What this task involves —
For the entries below, print exactly the lines between the line holding "self.now.set(seconds);" and the line holding "let b = clock.now();", inclusive, and nothing else.

--- Data provided Enclosed Below ---

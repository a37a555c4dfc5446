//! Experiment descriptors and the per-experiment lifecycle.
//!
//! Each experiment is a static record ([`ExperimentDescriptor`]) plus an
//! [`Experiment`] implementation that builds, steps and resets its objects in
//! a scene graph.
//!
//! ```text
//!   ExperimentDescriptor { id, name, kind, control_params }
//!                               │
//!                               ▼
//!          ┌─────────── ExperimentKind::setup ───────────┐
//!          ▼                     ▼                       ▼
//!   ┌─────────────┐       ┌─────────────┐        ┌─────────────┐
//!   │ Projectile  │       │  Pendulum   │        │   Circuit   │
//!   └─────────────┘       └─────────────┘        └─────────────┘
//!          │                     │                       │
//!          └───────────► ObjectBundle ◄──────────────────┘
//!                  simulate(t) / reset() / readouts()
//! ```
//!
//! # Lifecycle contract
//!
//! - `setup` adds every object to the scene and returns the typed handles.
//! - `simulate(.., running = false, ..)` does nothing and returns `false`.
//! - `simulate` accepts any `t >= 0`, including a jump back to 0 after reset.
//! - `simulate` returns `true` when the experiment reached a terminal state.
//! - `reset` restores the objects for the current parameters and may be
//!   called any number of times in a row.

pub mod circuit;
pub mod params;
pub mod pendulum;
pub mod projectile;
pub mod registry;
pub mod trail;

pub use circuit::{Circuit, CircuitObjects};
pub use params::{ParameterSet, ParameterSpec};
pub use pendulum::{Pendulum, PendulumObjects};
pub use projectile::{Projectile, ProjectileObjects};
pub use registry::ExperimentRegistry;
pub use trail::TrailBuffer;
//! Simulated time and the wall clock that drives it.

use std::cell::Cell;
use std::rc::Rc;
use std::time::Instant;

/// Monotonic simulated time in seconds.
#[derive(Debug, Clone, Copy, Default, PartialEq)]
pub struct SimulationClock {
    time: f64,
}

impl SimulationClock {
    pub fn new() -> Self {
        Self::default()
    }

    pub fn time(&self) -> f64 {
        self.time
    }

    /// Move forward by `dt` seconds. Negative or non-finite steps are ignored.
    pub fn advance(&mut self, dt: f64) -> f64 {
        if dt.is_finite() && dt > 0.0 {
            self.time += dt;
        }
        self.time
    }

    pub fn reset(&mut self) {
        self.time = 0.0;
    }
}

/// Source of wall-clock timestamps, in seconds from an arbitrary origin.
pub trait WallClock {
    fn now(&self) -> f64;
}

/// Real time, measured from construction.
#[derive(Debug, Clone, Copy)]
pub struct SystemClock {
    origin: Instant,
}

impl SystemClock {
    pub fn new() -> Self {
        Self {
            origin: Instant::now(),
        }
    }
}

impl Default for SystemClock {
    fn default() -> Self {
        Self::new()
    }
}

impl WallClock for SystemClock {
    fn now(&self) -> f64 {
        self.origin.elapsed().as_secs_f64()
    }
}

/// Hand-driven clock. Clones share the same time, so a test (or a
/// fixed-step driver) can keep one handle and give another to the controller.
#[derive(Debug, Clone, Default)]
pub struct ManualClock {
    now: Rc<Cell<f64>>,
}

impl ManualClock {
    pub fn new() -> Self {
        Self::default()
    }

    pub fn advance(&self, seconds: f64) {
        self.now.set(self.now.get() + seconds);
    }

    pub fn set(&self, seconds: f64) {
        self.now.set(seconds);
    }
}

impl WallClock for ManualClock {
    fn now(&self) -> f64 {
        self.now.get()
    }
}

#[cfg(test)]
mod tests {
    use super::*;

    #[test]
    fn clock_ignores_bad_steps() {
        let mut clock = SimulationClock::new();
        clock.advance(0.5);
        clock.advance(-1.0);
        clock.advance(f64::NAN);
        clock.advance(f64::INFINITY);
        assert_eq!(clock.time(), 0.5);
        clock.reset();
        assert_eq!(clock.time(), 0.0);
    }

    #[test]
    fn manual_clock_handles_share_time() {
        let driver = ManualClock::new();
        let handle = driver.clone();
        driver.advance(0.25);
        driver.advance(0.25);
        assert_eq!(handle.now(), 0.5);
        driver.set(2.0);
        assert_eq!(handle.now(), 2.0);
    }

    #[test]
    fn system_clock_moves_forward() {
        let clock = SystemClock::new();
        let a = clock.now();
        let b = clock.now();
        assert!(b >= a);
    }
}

--- End of Enclosed Data provided ---

Solution to this task —
        self.now.set(seconds);
    }
}

impl WallClock for ManualClock {
    fn now(&self) -> f64 {
        self.now.get()
    }
}

#[cfg(test)]
mod tests {
    use super::*;

    #[test]
    fn clock_ignores_bad_steps() {
        let mut clock = SimulationClock::new();
        clock.advance(0.5);
        clock.advance(-1.0);
        clock.advance(f64::NAN);
        clock.advance(f64::INFINITY);
        assert_eq!(clock.time(), 0.5);
        clock.reset();
        assert_eq!(clock.time(), 0.0);
    }

    #[test]
    fn manual_clock_handles_share_time() {
        let driver = ManualClock::new();
        let handle = driver.clone();
        driver.advance(0.25);
        driver.advance(0.25);
        assert_eq!(handle.now(), 0.5);
        driver.set(2.0);
        assert_eq!(handle.now(), 2.0);
    }

    #[test]
    fn system_clock_moves_forward() {
        let clock = SystemClock::new();
        let a = clock.now();
        let b = clock.now();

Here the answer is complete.